Он схватился за стол, с грохотом опрокинул его и кинулся душить Стефана.
В застекленном, украшенном свежесрезанными ветками зале серебристо прозвенел колокольчик: собравшаяся перед залом толпа устремилась внутрь, одновременно из парадных дверей комендатуры, украшенных красно-белыми флагами, вышел священник в фиолетовом облачении и, окруженный плотным кольцом духовенства в черном и в зеленом, тоже прошествовал в зал.
— Да ну вас, прекратите! — визгливо выкрикнул я и побежал помочь Кольке разнимать дерущихся. — Бросьте драться, сукины дети! Архиепископ идет молебен служить!
II
Архиепископ отвернулся от алтаря. У его ног серебрились над спинками кресел седые головы офицеров. Среди офицеров в первом ряду сидел неподвижный, как монумент, Председатель Комитета. Массивная бычья голова его с короткой стрижкой возвышалась над белоснежным, отложным ala Словацкий воротником и благочестиво тянулась к алтарю. Рядом был Полковник, а дальше сидел в картинной позе Актер. Ему было неловко в краденом штатском костюме, слишком просторном и отутюженном, он беспокойно крутился на стуле и вопросительно сверкал очками в сторону публики, поджимая губы и поглаживая мясистые щеки. Рядом с ним в карминовом платье расплылась на коричневом плюше кресла Певица, о которой сплетничали, что в голодные дни перед концом войны с нею переспал весь Дахау. Теперь же (продолжала сплетня) с ней спал Актер. На ее коленях лежал американский картонный шлем. First Lieutenant[93], подлинный комендант лагеря, положив ногу на ногу, равнодушно жевал резинку и, непривычно для нас сияя брильянтином, тупо взирал на бедра Певицы.
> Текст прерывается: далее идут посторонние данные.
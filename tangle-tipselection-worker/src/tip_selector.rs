// Copyright (c) 2022 MASSA LABS <info@massa.net>

//! This module implements the tip selector controller.
//! See `tangle-tipselection-exports/controller_traits.rs` for functional details.

use crate::walk_validator::WalkValidatorImpl;
use parking_lot::Mutex;
use std::sync::Arc;
use tangle_db_exports::TangleDb;
use tangle_models::TransactionId;
use tangle_tipselection_exports::{
    EntryPointSelector, LedgerValidator, RatingCalculator, RatingMap, ReferenceChecker,
    TipSelConfig, TipSelError, TipSelResult, TipSelector, TransactionsToApprove, Walker,
};
use tracing::{debug, info};

/// Implementation of the tip selector
#[derive(Clone)]
pub struct TipSelectorImpl {
    pub(crate) cfg: TipSelConfig,
    pub(crate) db: Arc<dyn TangleDb>,
    pub(crate) entry_point_selector: Arc<dyn EntryPointSelector>,
    pub(crate) rating_calculator: Arc<dyn RatingCalculator>,
    pub(crate) walker: Arc<dyn Walker>,
    pub(crate) reference_checker: Arc<dyn ReferenceChecker>,
    pub(crate) ledger: Arc<dyn LedgerValidator>,
    /// held for the whole duration of `get_transactions_to_approve`
    pub(crate) selection_lock: Arc<Mutex<()>>,
}

impl TipSelectorImpl {
    /// One walk with its own walk state
    fn walk_once(&self, entry_point: &TransactionId, ratings: &RatingMap) -> TipSelResult<TransactionId> {
        let mut validator = WalkValidatorImpl::new(self.db.clone(), self.ledger.clone());
        self.walker.walk(entry_point, ratings, &mut validator)
    }

    /// One walk, retried until its result references `reference`
    fn walk_referencing(
        &self,
        entry_point: &TransactionId,
        ratings: &RatingMap,
        reference: Option<&TransactionId>,
    ) -> TipSelResult<TransactionId> {
        let Some(reference) = reference else {
            return self.walk_once(entry_point, ratings);
        };
        for attempt in 1..=self.cfg.max_reference_walk_attempts {
            let tip = self.walk_once(entry_point, ratings)?;
            if self.reference_checker.does_reference(&tip, reference)? {
                return Ok(tip);
            }
            debug!(
                "walk {} ended on {} which does not reference {}",
                attempt, tip, reference
            );
        }
        Err(TipSelError::SelectionExhausted(*reference))
    }

    fn ensure_exists(&self, id: &TransactionId) -> TipSelResult<()> {
        if self.db.transaction_exists(id)? {
            Ok(())
        } else {
            Err(TipSelError::MissingData(*id))
        }
    }
}

impl TipSelector for TipSelectorImpl {
    fn get_transactions_to_approve(
        &self,
        reference: Option<TransactionId>,
    ) -> TipSelResult<TransactionsToApprove> {
        let _selection_guard = self.selection_lock.lock();
        if let Some(reference) = &reference {
            self.ensure_exists(reference)?;
        }

        let entry_point = self.entry_point_selector.get_entry_point()?;
        let ratings = self.rating_calculator.calculate(&entry_point)?;
        let trunk = self.walk_referencing(&entry_point, &ratings, reference.as_ref())?;
        let branch = self.walk_referencing(&entry_point, &ratings, reference.as_ref())?;

        if !self.ledger.check_consistency(&[trunk, branch])? {
            return Err(TipSelError::TipsNotConsistent);
        }
        info!(
            "selected trunk {} and branch {} from entry point {}",
            trunk, branch, entry_point
        );
        Ok(TransactionsToApprove { trunk, branch })
    }

    fn get_confidences(&self, candidates: &[TransactionId]) -> TipSelResult<Vec<f64>> {
        if candidates.is_empty() {
            return Ok(Vec::new());
        }
        for candidate in candidates {
            self.ensure_exists(candidate)?;
        }
        let entry_point = self.entry_point_selector.get_entry_point()?;
        let ratings = self.rating_calculator.calculate(&entry_point)?;
        let walks = self.cfg.confidence_walk_count;
        let mut hits = vec![0usize; candidates.len()];
        for _ in 0..walks {
            let tip = self.walk_once(&entry_point, &ratings)?;
            for (candidate, count) in candidates.iter().zip(hits.iter_mut()) {
                if self.reference_checker.does_reference(&tip, candidate)? {
                    *count += 1;
                }
            }
        }
        Ok(hits
            .into_iter()
            .map(|count| count as f64 / walks as f64)
            .collect())
    }

    fn clone_box(&self) -> Box<dyn TipSelector> {
        Box::new(self.clone())
    }
}
// Copyright (c) 2022 MASSA LABS <info@massa.net>

/// Tangle storage configuration
#[derive(Debug, Clone)]
pub struct TangleDbConfig {
    /// transactions with a lower weight magnitude are refused
    pub min_weight_magnitude: u8,
}
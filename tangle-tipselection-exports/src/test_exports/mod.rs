// Copyright (c) 2022 MASSA LABS <info@massa.net>

//! Mocks of the tip selection traits, and a small configuration fit for
//! test tangles.

use crate::{EntryPointKind, TipSelConfig};

pub use crate::component_traits::{
    MockEntryPointSelector, MockLedgerValidator, MockRatingCalculator, MockReferenceChecker,
    MockStartingTipSelector, MockTailFinder, MockWalkValidator,
};
pub use crate::controller_traits::MockTipSelector;

impl TipSelConfig {
    /// Configuration sized for tangles of a few hundred transactions
    pub fn test_default() -> Self {
        TipSelConfig {
            alpha: 0.001,
            entry_point: EntryPointKind::CumulativeWeightThreshold,
            cw_threshold: 5,
            max_future_set_size: 100,
            max_subtangle_size: 1_000,
            starting_tip_sample_size: 100,
            confidence_walk_count: 100,
            max_reference_walk_attempts: 10,
            ..Default::default()
        }
    }
}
Густая толпа стояла за креслами, плотно облепила окна зала, благоговейно глядя на березовый крест, на вырезанных из бумаги орлов, пришпиленных к большим национальным знаменам, сшитым из простыней, на распахнутые двери, в проеме которых раскачивался плющ и сияло безоблачное небо, глядела и молчала. Рядом со скамьями неподвижно стоял Батальон.
— Как прочтешь «Уленшпигеля», верни мне, — прошептал Редактор. — Придешь к нам на гуляш? Учти, мы в театр рано уйдем, — он стал на одно колено и ударил себя кулаком в грудь.
— Приду, — горячо уверил я его, опускаясь рядом с ним на колени.
Архиепископ посмотрел на толпу у подножья алтаря и слегка кивнул головою. Стоявший до сих пор без дела ксендз из Дахау подбежал и надел ему на голову митру. Архиепископ нетерпеливым жестом поправил ее (видимо, она была ему тесна) и лишь тогда благословил нас, беспомощно разведя руки. Над поспешно склонившимися головами понеслось негромкое бормотанье — он молился.